Sunday 8th September is World Physiotherapy Day, the time to celebrate the wonderful achievements of all our physiotherapists across The Network.

The team at The Children’s Hospital at Westmead and Sydney Children’s Hospital, Randwick treat hundreds of children from all over the country every year.

Our teams do their jobs with one sole purpose – to get children moving.

Some of these patients have shared their physiotherapy journeys with us.

Watch or read their stories below.


Maya's Story

This World Physio Day we’re talking about the benefits of exercise for chronic pain.

Returning to activity despite the body being in pain is a very difficult task - especially for children and their families.

12 year old Maya was able to get back to her favourite hobby, dancing, thanks to SCH’s Chronic Pain Physio Andrew Gorrie and the Complex Pain team.

Maya sustained a very painful foot injury after slipping down some stairs. Although not a significant musculoskeletal injury, signals from her foot were being interpreted in her brain as pain.

“Pain syndromes such as complex regional pain syndrome (CRPS) occur when the central nervous system gets confused.” Andrew says.

“We know from functional MRIs of patients with pain syndromes that "danger", "memory" and "emotional" parts of the brain are more triggered than they are for acute pain.”

For Maya this meant things that wouldn't normally hurt at all were triggering pain, and things that would normally hurt triggered a huge amount of pain.

Her foot turned purple, she had trouble moving her toes, she needed crutches to walk, and most importantly she wasn’t able to take part in her weekly dance classes.

“As a physiotherapist in the Complex Pain Team my role is to help kids retrain their bodies and central nervous system with exercise.”
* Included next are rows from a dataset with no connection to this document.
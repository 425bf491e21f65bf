//! Database row types for SQLite and PostgreSQL, and their domain conversions.

use sqlx::FromRow;

use payments_types::{
    DetailId, RepoError, Transaction, TransactionDetail, TransactionId, TransactionStatus,
    TransactionType,
};

// ─────────────────────────────────────────────────────────────────────────────
// Parsing helpers
// ─────────────────────────────────────────────────────────────────────────────

fn db_err(e: impl std::fmt::Display) -> RepoError {
    RepoError::Database(e.to_string())
}

pub fn parse_status(s: &str) -> Result<TransactionStatus, RepoError> {
    s.parse()
        .map_err(|_| RepoError::Database(format!("Unknown transaction status: {}", s)))
}

pub fn parse_transaction_type(s: &str) -> Result<TransactionType, RepoError> {
    s.parse()
        .map_err(|_| RepoError::Database(format!("Unknown transaction type: {}", s)))
}

// ─────────────────────────────────────────────────────────────────────────────
// SQLite rows (UUIDs, amounts and dates stored as TEXT)
// ─────────────────────────────────────────────────────────────────────────────

/// Encodes a UTC instant the way SQLite rows store it.
///
/// Fixed precision and a `Z` suffix keep the text ordering identical to the
/// chronological ordering, so range filters can compare strings.
#[cfg(feature = "sqlite")]
pub fn encode_sqlite_date(dt: chrono::DateTime<chrono::Utc>) -> String {
    dt.to_rfc3339_opts(chrono::SecondsFormat::Micros, true)
}

#[cfg(feature = "sqlite")]
fn parse_uuid(s: &str) -> Result<uuid::Uuid, RepoError> {
    uuid::Uuid::parse_str(s).map_err(db_err)
}

#[cfg(feature = "sqlite")]
fn parse_decimal(s: &str) -> Result<rust_decimal::Decimal, RepoError> {
    s.parse::<rust_decimal::Decimal>().map_err(db_err)
}

/// Transaction row from SQLite.
#[cfg(feature = "sqlite")]
#[derive(FromRow)]
pub struct SqliteTransactionRow {
    pub id: String,
    pub bank_id: String,
    pub total_amount: String,
    pub net_amount: String,
    pub status: String,
    pub order_reference: String,
    pub transaction_date: String,
    pub version: i64,
}

#[cfg(feature = "sqlite")]
impl SqliteTransactionRow {
    /// Convert database row to domain Transaction.
    pub fn into_domain(self) -> Result<Transaction, RepoError> {
        let transaction_date = chrono::DateTime::parse_from_rfc3339(&self.transaction_date)
            .map_err(db_err)?
            .with_timezone(&chrono::Utc);

        Ok(Transaction::from_parts(
            TransactionId::from_uuid(parse_uuid(&self.id)?),
            self.bank_id,
            parse_decimal(&self.total_amount)?,
            parse_decimal(&self.net_amount)?,
            parse_status(&self.status)?,
            self.order_reference,
            transaction_date,
            self.version,
        ))
    }
}

/// Transaction detail row from SQLite.
#[cfg(feature = "sqlite")]
#[derive(FromRow)]
pub struct SqliteDetailRow {
    pub id: String,
    pub transaction_id: String,
    pub transaction_type: String,
    pub status: String,
    pub amount: String,
}

#[cfg(feature = "sqlite")]
impl SqliteDetailRow {
    pub fn into_domain(self) -> Result<TransactionDetail, RepoError> {
        Ok(TransactionDetail {
            id: DetailId::from_uuid(parse_uuid(&self.id)?),
            transaction_id: TransactionId::from_uuid(parse_uuid(&self.transaction_id)?),
            transaction_type: parse_transaction_type(&self.transaction_type)?,
            status: parse_status(&self.status)?,
            amount: parse_decimal(&self.amount)?,
        })
    }
}

// ─────────────────────────────────────────────────────────────────────────────
// PostgreSQL rows (native UUID, NUMERIC and TIMESTAMPTZ)
// ─────────────────────────────────────────────────────────────────────────────

/// Transaction row from PostgreSQL.
#[cfg(feature = "postgres")]
#[derive(FromRow)]
pub struct PgTransactionRow {
    pub id: uuid::Uuid,
    pub bank_id: String,
    pub total_amount: rust_decimal::Decimal,
    pub net_amount: rust_decimal::Decimal,
    pub status: String,
    pub order_reference: String,
    pub transaction_date: chrono::DateTime<chrono::Utc>,
    pub version: i64,
}

#[cfg(feature = "postgres")]
impl PgTransactionRow {
    pub fn into_domain(self) -> Result<Transaction, RepoError> {
        Ok(Transaction::from_parts(
            TransactionId::from_uuid(self.id),
            self.bank_id,
            self.total_amount,
            self.net_amount,
            parse_status(&self.status)?,
            self.order_reference,
            self.transaction_date,
            self.version,
        ))
    }
}

/// Transaction detail row from PostgreSQL.
#[cfg(feature = "postgres")]
#[derive(FromRow)]
pub struct PgDetailRow {
    pub id: uuid::Uuid,
    pub transaction_id: uuid::Uuid,
    pub transaction_type: String,
    pub status: String,
    pub amount: rust_decimal::Decimal,
}

#[cfg(feature = "postgres")]
impl PgDetailRow {
    pub fn into_domain(self) -> Result<TransactionDetail, RepoError> {
        Ok(TransactionDetail {
            id: DetailId::from_uuid(self.id),
            transaction_id: TransactionId::from_uuid(self.transaction_id),
            transaction_type: parse_transaction_type(&self.transaction_type)?,
            status: parse_status(&self.status)?,
            amount: self.amount,
        })
    }
}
The first part of this is education - educating kids and parents that the bones and tissue are ok and still intact.

While exercise and movement might increase pain in the short term, increasing activity in a graded way helps to retrain the central nervous system that it is safe to do these things.

Once Maya realised that movement wouldn't damage her body she was able to engage really well in her physiotherapy program.
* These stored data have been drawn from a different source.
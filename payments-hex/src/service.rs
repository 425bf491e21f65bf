//! Payment Application Service
//!
//! Orchestrates domain operations through the store ports.
//! Contains NO infrastructure logic - pure business orchestration.

use std::sync::Arc;

use payments_types::{
    AppError, CancelRequest, Clock, PayRequest, PaymentStore, RefundRequest, SearchFilter,
    SystemClock, Transaction, TransactionId, TransactionReport, normalize_bank_id,
};

use crate::bank::BankProcessor;
use crate::registry::BankRegistry;
use crate::search::SearchProjector;

/// Application service for payment operations.
///
/// Generic over `R: PaymentStore` - the adapter is injected at compile time.
/// This enables:
/// - Swapping stores without code changes
/// - Testing with an in-memory store
/// - Compile-time checks for port implementation
pub struct PaymentService<R: PaymentStore> {
    store: Arc<R>,
    registry: BankRegistry<R>,
    projector: SearchProjector<R>,
}

impl<R: PaymentStore> PaymentService<R> {
    /// Creates a new payment service reading the system clock.
    pub fn new(store: R) -> Self {
        Self::with_clock(store, Arc::new(SystemClock))
    }

    /// Creates a payment service with an explicit time source.
    pub fn with_clock(store: R, clock: Arc<dyn Clock>) -> Self {
        let store = Arc::new(store);
        Self {
            registry: BankRegistry::new(store.clone(), clock),
            projector: SearchProjector::new(store.clone()),
            store,
        }
    }

    /// Returns a reference to the underlying store.
    pub fn store(&self) -> &R {
        &self.store
    }

    // ─────────────────────────────────────────────────────────────────────────────
    // Lifecycle
    // ─────────────────────────────────────────────────────────────────────────────

    /// Charges a new payment through the requested bank.
    pub async fn pay(&self, req: PayRequest) -> Result<Transaction, AppError> {
        req.validate()?;
        let processor = self.registry.resolve(&req.bank_id)?;

        let tx = processor
            .pay(req.total_amount, &req.order_reference)
            .await?;

        tracing::info!(
            transaction_id = %tx.id,
            bank = %tx.bank_id,
            amount = %tx.total_amount,
            "Payment completed"
        );
        Ok(tx)
    }

    /// Cancels a transaction on the day it was made.
    pub async fn cancel(&self, req: CancelRequest) -> Result<Transaction, AppError> {
        req.validate()?;
        let (tx, processor) = self.load(req.transaction_id).await?;

        let tx = processor.cancel(tx).await?;
        tracing::info!(transaction_id = %tx.id, net_amount = %tx.net_amount, "Transaction cancelled");
        Ok(tx)
    }

    /// Refunds a transaction that is at least one day old.
    pub async fn refund(&self, req: RefundRequest) -> Result<Transaction, AppError> {
        req.validate()?;
        let (tx, processor) = self.load(req.transaction_id).await?;

        let tx = processor.refund(tx).await?;
        tracing::info!(transaction_id = %tx.id, net_amount = %tx.net_amount, "Transaction refunded");
        Ok(tx)
    }

    /// Loads a transaction and the processor of the bank it was stored with.
    ///
    /// The stored bank id is authoritative; callers never choose the bank
    /// for a reversal.
    async fn load(
        &self,
        id: TransactionId,
    ) -> Result<(Transaction, &BankProcessor<R>), AppError> {
        let tx = self
            .store
            .get_transaction(id)
            .await?
            .ok_or_else(|| AppError::TransactionNotFound(id.to_string()))?;
        let processor = self.registry.resolve(&tx.bank_id)?;
        Ok((tx, processor))
    }

    // ─────────────────────────────────────────────────────────────────────────────
    // Search
    // ─────────────────────────────────────────────────────────────────────────────

    /// Finds transactions matching the filter, each with its details.
    ///
    /// A bank id naming a known bank (in any case, or by alias) is replaced by
    /// the code stored on its transactions. Unknown ids simply match nothing.
    pub async fn search(&self, filter: &SearchFilter) -> Result<Vec<TransactionReport>, AppError> {
        let filter = self.canonical_filter(filter);
        let reports = self.projector.project(&filter).await?;
        tracing::debug!(
            count = reports.len(),
            unfiltered = filter.is_empty(),
            "Search completed"
        );
        Ok(reports)
    }

    fn canonical_filter(&self, filter: &SearchFilter) -> SearchFilter {
        let mut filter = filter.clone();
        filter.bank_id = filter.bank_id.map(|bank_id| match self.registry.resolve(&bank_id) {
            Ok(processor) => processor.profile().code.to_string(),
            Err(_) => normalize_bank_id(&bank_id),
        });
        filter
    }

    /// Checks that the store is reachable.
    pub async fn ready(&self) -> Result<(), AppError> {
        self.store.ping().await.map_err(Into::into)
    }
}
Her hard work and determination, as well as family support, made it easy for Andrew to give her guidance around safe ways to return to activity.

Many of our chronic pain patients will go on medicine for the rehabilitation program.
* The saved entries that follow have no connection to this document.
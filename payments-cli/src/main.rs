//! Payments CLI
//!
//! Command-line interface for the Payment API.

use anyhow::Result;
use clap::{Parser, Subcommand};
use rust_decimal::Decimal;

use payments_client::PaymentsClient;
use payments_types::{SearchPaymentParams, Timestamp, TransactionId, TransactionStatus};

#[derive(Parser)]
#[command(name = "payments")]
#[command(author, version, about = "Payment API CLI client", long_about = None)]
struct Cli {
    /// Base URL of the Payment API
    #[arg(
        long,
        env = "PAYMENTS_API_URL",
        default_value = "http://localhost:3000"
    )]
    api_url: String,

    #[command(subcommand)]
    command: Commands,
}

#[derive(Subcommand)]
enum Commands {
    /// Charge a payment through a bank
    Pay {
        /// Bank identifier (akbank, garanti, yapikredi)
        #[arg(long)]
        bank: String,
        #[arg(long)]
        amount: Decimal,
        #[arg(long)]
        order_reference: String,
    },
    /// Cancel a transaction made today
    Cancel {
        /// Transaction ID (UUID)
        id: TransactionId,
    },
    /// Refund a transaction at least one day old
    Refund {
        /// Transaction ID (UUID)
        id: TransactionId,
    },
    /// Search transactions with their details
    Search {
        #[arg(long)]
        bank: Option<String>,
        /// Success or Fail
        #[arg(long)]
        status: Option<TransactionStatus>,
        #[arg(long)]
        order_reference: Option<String>,
        /// yyyy-MM-dd, yyyy-MM-ddTHH:mm:ss or RFC 3339
        #[arg(long)]
        start_date: Option<Timestamp>,
        #[arg(long)]
        end_date: Option<Timestamp>,
    },
    /// Check API health
    Health,
}

#[tokio::main]
async fn main() -> Result<()> {
    dotenvy::dotenv().ok();

    let cli = Cli::parse();
    let client = PaymentsClient::new(cli.api_url.as_str());

    match cli.command {
        Commands::Health => {
            let healthy = client.health().await?;
            if healthy {
                println!("✓ API is healthy");
            } else {
                println!("✗ API is not healthy");
                std::process::exit(1);
            }
        }

        Commands::Pay {
            bank,
            amount,
            order_reference,
        } => {
            let tx = client.pay(&bank, amount, &order_reference).await?;
            println!("{}", serde_json::to_string_pretty(&tx)?);
        }

        Commands::Cancel { id } => {
            let tx = client.cancel(id).await?;
            println!("{}", serde_json::to_string_pretty(&tx)?);
        }

        Commands::Refund { id } => {
            let tx = client.refund(id).await?;
            println!("{}", serde_json::to_string_pretty(&tx)?);
        }

        Commands::Search {
            bank,
            status,
            order_reference,
            start_date,
            end_date,
        } => {
            let params = SearchPaymentParams {
                bank_id: bank,
                status,
                order_reference,
                start_date,
                end_date,
            };
            let rows = client.search(&params).await?;
            println!("{}", serde_json::to_string_pretty(&rows)?);
        }
    }

    Ok(())
}

#[cfg(test)]
mod tests {
    use super::*;

    #[test]
    fn test_pay_arguments() {
        let cli = Cli::try_parse_from([
            "payments",
            "--api-url",
            "http://payments:3000",
            "pay",
            "--bank",
            "Akbank",
            "--amount",
            "1000.00",
            "--order-reference",
            "ORDER_001",
        ])
        .unwrap();

        assert_eq!(cli.api_url, "http://payments:3000");
        match cli.command {
            Commands::Pay { bank, amount, .. } => {
                assert_eq!(bank, "Akbank");
                assert_eq!(amount, Decimal::new(100000, 2));
            }
            _ => panic!("expected pay"),
        }
    }

    #[test]
    fn test_search_parses_filters() {
        let cli = Cli::try_parse_from([
            "payments",
            "search",
            "--status",
            "Success",
            "--start-date",
            "2024-01-01",
        ])
        .unwrap();

        match cli.command {
            Commands::Search {
                status, start_date, ..
            } => {
                assert_eq!(status, Some(TransactionStatus::Success));
                assert!(matches!(start_date, Some(Timestamp::Unspecified(_))));
            }
            _ => panic!("expected search"),
        }
    }

    #[test]
    fn test_cancel_rejects_bad_uuid() {
        assert!(Cli::try_parse_from(["payments", "cancel", "not-a-uuid"]).is_err());
    }
}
This typically improves sleep – kids can't heal without sleep; it also increases the "pain inhibition" from the brain that goes down to the different parts of body - this makes the pain experience better.

Maya’s physiotherapy sessions were a joint effort with one of our wonderful child life therapists who taught her distraction strategies to help her manage her pain while she was doing exercises; especially the use of "flow rings".

After a week of hard work Maya was able to return to some of her dance classes. After a month of treatment Maya made a great recovery and has just about returned to all her activity, including beginning her first ever pointe ballet class.

Mia’s story

Only 19 weeks into her pregnancy Leila found out their were complications with her daughter Mia.

At a routine scan doctors found that Mia’s hip and femur had not developed properly.

A few months later Mia came into the world and was officially diagnosed with Proximal femoral focal deficiency or PFFD.

PFFD is a rare non-hereditary birth defect that affects the pelvis, the hip bone and the femur.

In Mia’s case the affect was severe with doctors labelling her “one in a million”. After undergoing a number of surgeries Mia has recently been fitted with a prosthetic which she is now learning to walk on.

She visits The Children’s Hospital at Westmead weekly to learn to use her new “little leg” and with the help our her physiotherapy team she is improving in leaps and bounds.

Leila said she couldn’t thank the team enough for what they have done for Mia.

“The support that they give our family not only Mia but the support they give us all is incredible.

“They have reached out across the world to ensure the best physio treatment for Mia and I will forever be indebted to them.”